Parliamo del concetto di vicino per un australiano: visto che tra due città ci sono in media 1000 km, forse ci dovevamo aspettare che il supermercato non fosse dietro l’angolo. Ci vogliono 20 minuti di autobus per arrivarci.
Dopo 10 minuti di cammino dal capolinea arriviamo ad un centro commerciale. Il supermercato, ci dicono, è al livello 2, scendendo.

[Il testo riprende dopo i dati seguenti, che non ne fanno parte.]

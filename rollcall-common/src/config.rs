//! Configuration loading and credential resolution
//!
//! Bootstrap settings come from a TOML file. Every field has a built-in
//! default, so a missing file is equivalent to an empty one.
//!
//! # Settings Sources Priority
//!
//! 1. Command-line arguments
//! 2. Environment variables (credentials only)
//! 3. TOML configuration file
//! 4. Built-in defaults (code constants)

use crate::{Error, Result};
use serde::{Deserialize, Serialize};
use std::path::{Path, PathBuf};
use tracing::{info, warn};

/// Primary environment variable holding the Gemini API key
pub const API_KEY_ENV: &str = "ROLLCALL_GEMINI_API_KEY";

/// Fallback environment variable (the name Google's tooling uses)
pub const API_KEY_ENV_FALLBACK: &str = "GEMINI_API_KEY";

/// Bootstrap configuration loaded from TOML file
#[derive(Debug, Clone, Default, Serialize, Deserialize)]
pub struct TomlConfig {
    /// Gemini API key (lowest-priority credential source)
    #[serde(default)]
    pub gemini_api_key: Option<String>,

    /// Logging configuration
    #[serde(default)]
    pub logging: LoggingConfig,

    /// Oracle (language model) client settings
    #[serde(default)]
    pub oracle: OracleConfig,

    /// Matching thresholds
    #[serde(default)]
    pub matching: MatchingConfig,
}

/// Logging configuration
#[derive(Debug, Clone, Serialize, Deserialize)]
pub struct LoggingConfig {
    /// Log level (trace, debug, info, warn, error)
    #[serde(default = "default_log_level")]
    pub level: String,
}

impl Default for LoggingConfig {
    fn default() -> Self {
        Self {
            level: default_log_level(),
        }
    }
}

/// Oracle client configuration
#[derive(Debug, Clone, Serialize, Deserialize)]
pub struct OracleConfig {
    /// Generative model name
    #[serde(default = "default_model")]
    pub model: String,

    /// Embedding model name (embedding selector only)
    #[serde(default = "default_embedding_model")]
    pub embedding_model: String,

    /// API base URL
    #[serde(default = "default_endpoint")]
    pub endpoint: String,

    /// Sampling temperature
    #[serde(default = "default_temperature")]
    pub temperature: f32,

    /// Per-request timeout in seconds
    #[serde(default = "default_timeout_secs")]
    pub timeout_secs: u64,

    /// Retries after the first failed attempt
    #[serde(default = "default_max_retries")]
    pub max_retries: u32,

    /// Backoff unit; the delay before retry n is `base_delay_ms * 2^n`
    #[serde(default = "default_base_delay_ms")]
    pub base_delay_ms: u64,
}

impl Default for OracleConfig {
    fn default() -> Self {
        Self {
            model: default_model(),
            embedding_model: default_embedding_model(),
            endpoint: default_endpoint(),
            temperature: default_temperature(),
            timeout_secs: default_timeout_secs(),
            max_retries: default_max_retries(),
            base_delay_ms: default_base_delay_ms(),
        }
    }
}

/// Matching thresholds
#[derive(Debug, Clone, Serialize, Deserialize)]
pub struct MatchingConfig {
    /// Minimum rule-based score before the oracle is consulted
    #[serde(default = "default_admission_threshold")]
    pub admission_threshold: f64,

    /// Minutes of attendance required for "present"
    #[serde(default = "default_present_threshold")]
    pub present_threshold_minutes: u32,

    /// SQLite file for cached embeddings (embedding selector only)
    #[serde(default)]
    pub embedding_cache: Option<PathBuf>,
}

impl Default for MatchingConfig {
    fn default() -> Self {
        Self {
            admission_threshold: default_admission_threshold(),
            present_threshold_minutes: default_present_threshold(),
            embedding_cache: None,
        }
    }
}

fn default_log_level() -> String {
    "info".to_string()
}

fn default_model() -> String {
    "gemini-2.5-flash".to_string()
}

fn default_embedding_model() -> String {
    "text-embedding-004".to_string()
}

fn default_endpoint() -> String {
    "https://generativelanguage.googleapis.com/v1beta".to_string()
}

fn default_temperature() -> f32 {
    0.2
}

fn default_timeout_secs() -> u64 {
    30
}

fn default_max_retries() -> u32 {
    2
}

fn default_base_delay_ms() -> u64 {
    1000
}

fn default_admission_threshold() -> f64 {
    0.2
}

fn default_present_threshold() -> u32 {
    30
}

/// Default configuration file path (`<config dir>/rollcall/rollcall.toml`)
pub fn default_config_path() -> Option<PathBuf> {
    dirs::config_dir().map(|d| d.join("rollcall").join("rollcall.toml"))
}

/// Load TOML configuration
///
/// A missing file yields defaults; an unreadable or malformed file is an error.
pub fn load_toml_config(path: &Path) -> Result<TomlConfig> {
    if !path.exists() {
        info!("No config file at {}, using defaults", path.display());
        return Ok(TomlConfig::default());
    }

    let content = std::fs::read_to_string(path)
        .map_err(|e| Error::Config(format!("Read {} failed: {}", path.display(), e)))?;

    let config: TomlConfig = toml::from_str(&content)
        .map_err(|e| Error::Config(format!("Parse {} failed: {}", path.display(), e)))?;

    info!("Loaded config from {}", path.display());
    Ok(config)
}

/// Resolve the Gemini API key
///
/// **Priority:** CLI → `ROLLCALL_GEMINI_API_KEY` → `GEMINI_API_KEY` → TOML
///
/// A missing credential is a configuration error and must surface before
/// any matching work starts.
pub fn resolve_api_key(cli_key: Option<&str>, toml_config: &TomlConfig) -> Result<String> {
    let env_key = std::env::var(API_KEY_ENV).ok();
    let env_fallback = std::env::var(API_KEY_ENV_FALLBACK).ok();

    let candidates: [(&str, Option<&str>); 4] = [
        ("command line", cli_key),
        ("environment", env_key.as_deref()),
        ("environment (fallback)", env_fallback.as_deref()),
        ("TOML", toml_config.gemini_api_key.as_deref()),
    ];

    let sources: Vec<&str> = candidates
        .iter()
        .filter(|(_, key)| key.is_some_and(is_valid_key))
        .map(|(source, _)| *source)
        .collect();

    if sources.len() > 1 {
        warn!(
            "Gemini API key found in multiple sources: {}. Using {} (highest priority).",
            sources.join(", "),
            sources[0]
        );
    }

    for (source, key) in candidates {
        if let Some(key) = key.filter(|k| is_valid_key(k)) {
            info!("Gemini API key loaded from {}", source);
            return Ok(key.trim().to_string());
        }
    }

    Err(Error::Config(format!(
        "Gemini API key not configured. Please configure using one of:\n\
         1. Command line: --api-key <key>\n\
         2. Environment: {}=your-key-here\n\
         3. TOML config: gemini_api_key = \"your-key\"",
        API_KEY_ENV
    )))
}

/// Validate API key (non-empty, non-whitespace)
pub fn is_valid_key(key: &str) -> bool {
    !key.trim().is_empty()
}

#[cfg(test)]
mod tests {
    use super::*;

    #[test]
    fn test_defaults() {
        let config = TomlConfig::default();
        assert_eq!(config.logging.level, "info");
        assert_eq!(config.oracle.model, "gemini-2.5-flash");
        assert_eq!(config.oracle.max_retries, 2);
        assert_eq!(config.oracle.base_delay_ms, 1000);
        assert_eq!(config.matching.admission_threshold, 0.2);
        assert_eq!(config.matching.present_threshold_minutes, 30);
        assert!(config.matching.embedding_cache.is_none());
    }

    #[test]
    fn test_partial_toml_fills_defaults() {
        let config: TomlConfig = toml::from_str(
            r#"
            [oracle]
            model = "gemini-2.0-flash"

            [matching]
            present_threshold_minutes = 45
            "#,
        )
        .unwrap();

        assert_eq!(config.oracle.model, "gemini-2.0-flash");
        assert_eq!(config.oracle.temperature, 0.2);
        assert_eq!(config.matching.present_threshold_minutes, 45);
        assert_eq!(config.matching.admission_threshold, 0.2);
    }

    #[test]
    fn test_is_valid_key() {
        assert!(is_valid_key("abc"));
        assert!(!is_valid_key(""));
        assert!(!is_valid_key("   \t"));
    }
}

Il livello della strada è infatti il livello 4 del centro commerciale. Ormai siamo qui, diamo un’occhiata. Giriamo per mezz’ora tra i negozi, senza vedere la fine di questo sterminato edificio. Saliamo al piano superiore, poi ancora a quello di sopra. Siamo al livello 6 e c’è ancora un altro piano. Non ce la possiamo fare.
Ce ne torniamo fino al piano 2 ed andiamo a fare la spesa.
Una curiosità, ad ogni piano c’è almeno un parrucchiere ed un paio di centri per manicure.
Tornati a casa, Ale decide di fare merenda (perché in tutto questo si son fatte le 17.30). Si tosta una fetta del pane strano che hanno qua e si mette a guardare dal vetro della finestra. In un attimo il davanzale si riempie di cacatua.
Decidiamo di dare un pezzo di pane anche a loro. Prendono il pane ma non rimangono soddisfatti. Forse dovevamo bagnarlo in acqua e miele come faceva Julie.
E domani… A Manly… Son tre giorni che lo diciamo. Speriamo sia la volta buona.